Work request: Wherever a line holds the word "high", copy that line from the data.

Collected data:
-.-.-

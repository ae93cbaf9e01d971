use rust_decimal::Decimal;
use std::collections::VecDeque;

/// Simple moving average indicator.
#[derive(Debug, Clone)]
pub struct SimpleMovingAverage {
    period: usize,
    values: VecDeque<Decimal>,
    sum: Decimal,
}

impl SimpleMovingAverage {
    /// Create a new SMA with the given period.
    pub fn new(period: usize) -> Self {
        Self { period, values: VecDeque::new(), sum: Decimal::ZERO }
    }

    /// Update the SMA with a new value and return the latest average.
    pub fn update(&mut self, value: Decimal) -> Decimal {
        self.values.push_back(value);
        self.sum += value;
        if self.values.len() > self.period {
            if let Some(old) = self.values.pop_front() {
                self.sum -= old;
            }
        }
        self.average()
    }

    /// Current average value.
    pub fn average(&self) -> Decimal {
        if self.values.is_empty() {
            Decimal::ZERO
        } else {
            self.sum / Decimal::from(self.values.len() as u64)
        }
    }
}

/// Exponential moving average indicator.
#[derive(Debug, Clone)]
pub struct ExponentialMovingAverage {
    multiplier: Decimal,
    value: Option<Decimal>,
}

impl ExponentialMovingAverage {
    /// Create a new EMA with the given period.
    pub fn new(period: usize) -> Self {
        let multiplier = Decimal::from(2u64) / Decimal::from(period as u64 + 1);
        Self { multiplier, value: None }
    }

    /// Update the EMA with a new price and return the latest value.
    pub fn update(&mut self, price: Decimal) -> Decimal {
        match self.value {
            Some(val) => {
                let next = (price - val) * self.multiplier + val;
                self.value = Some(next);
                next
            }
            None => {
                self.value = Some(price);
                price
            }
        }
    }

    /// Current EMA value if initialised.
    pub fn value(&self) -> Option<Decimal> {
        self.value
    }
}

/// Average True Range, a volatility measure used to scale grid spacing and
/// position size: a wider ATR widens the effective grid interval.
#[derive(Debug, Clone)]
pub struct AverageTrueRange {
    period: usize,
    prev_close: Option<Decimal>,
    true_ranges: VecDeque<Decimal>,
    sum: Decimal,
}

impl AverageTrueRange {
    pub fn new(period: usize) -> Self {
        Self {
            period,
            prev_close: None,
            true_ranges: VecDeque::new(),
            sum: Decimal::ZERO,
        }
    }

    /// Feed one candle's high/low/close and return the current ATR value.
    ///
    /// Returns `None` until at least one true range has been recorded (the
    /// very first candle has no previous close to compare against, so its
    /// true range degenerates to `high - low`).
    pub fn update(&mut self, high: Decimal, low: Decimal, close: Decimal) -> Option<Decimal> {
        let true_range = match self.prev_close {
            Some(prev_close) => (high - low)
                .max((high - prev_close).abs())
                .max((low - prev_close).abs()),
            None => high - low,
        };
        self.prev_close = Some(close);

        self.true_ranges.push_back(true_range);
        self.sum += true_range;
        if self.true_ranges.len() > self.period {
            if let Some(old) = self.true_ranges.pop_front() {
                self.sum -= old;
            }
        }

        Some(self.sum / Decimal::from(self.true_ranges.len() as u64))
    }

    pub fn is_full(&self) -> bool {
        self.true_ranges.len() == self.period
    }

    /// Current ATR value without feeding a new candle, or `None` if no
    /// candle has been recorded yet.
    pub fn current(&self) -> Option<Decimal> {
        if self.true_ranges.is_empty() {
            None
        } else {
            Some(self.sum / Decimal::from(self.true_ranges.len() as u64))
        }
    }
}

#[cfg(test)]
mod tests {
    use super::*;
    use rust_decimal_macros::dec;

    #[test]
    fn atr_of_constant_range_candles_equals_the_range() {
        let mut atr = AverageTrueRange::new(3);
        assert_eq!(atr.update(dec!(110), dec!(100), dec!(105)), Some(dec!(10)));
        assert_eq!(atr.update(dec!(112), dec!(102), dec!(107)), Some(dec!(10)));
        assert_eq!(atr.update(dec!(111), dec!(101), dec!(106)), Some(dec!(10)));
        assert!(atr.is_full());
    }

    #[test]
    fn atr_captures_a_gap_beyond_the_candle_range() {
        let mut atr = AverageTrueRange::new(2);
        atr.update(dec!(110), dec!(100), dec!(105));
        // Second candle's range is only 2, but its high is 3 above the prior
        // close, so the true range picks up the wider gap: (10 + 3) / 2.
        let value = atr.update(dec!(108), dec!(106), dec!(107)).unwrap();
        assert_eq!(value, dec!(6.5));
    }
}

-.-.-

Result for this exercise:
    /// Feed one candle's high/low/close and return the current ATR value.
    /// true range degenerates to `high - low`).
    pub fn update(&mut self, high: Decimal, low: Decimal, close: Decimal) -> Option<Decimal> {
            Some(prev_close) => (high - low)
                .max((high - prev_close).abs())
            None => high - low,
        // Second candle's range is only 2, but its high is 3 above the prior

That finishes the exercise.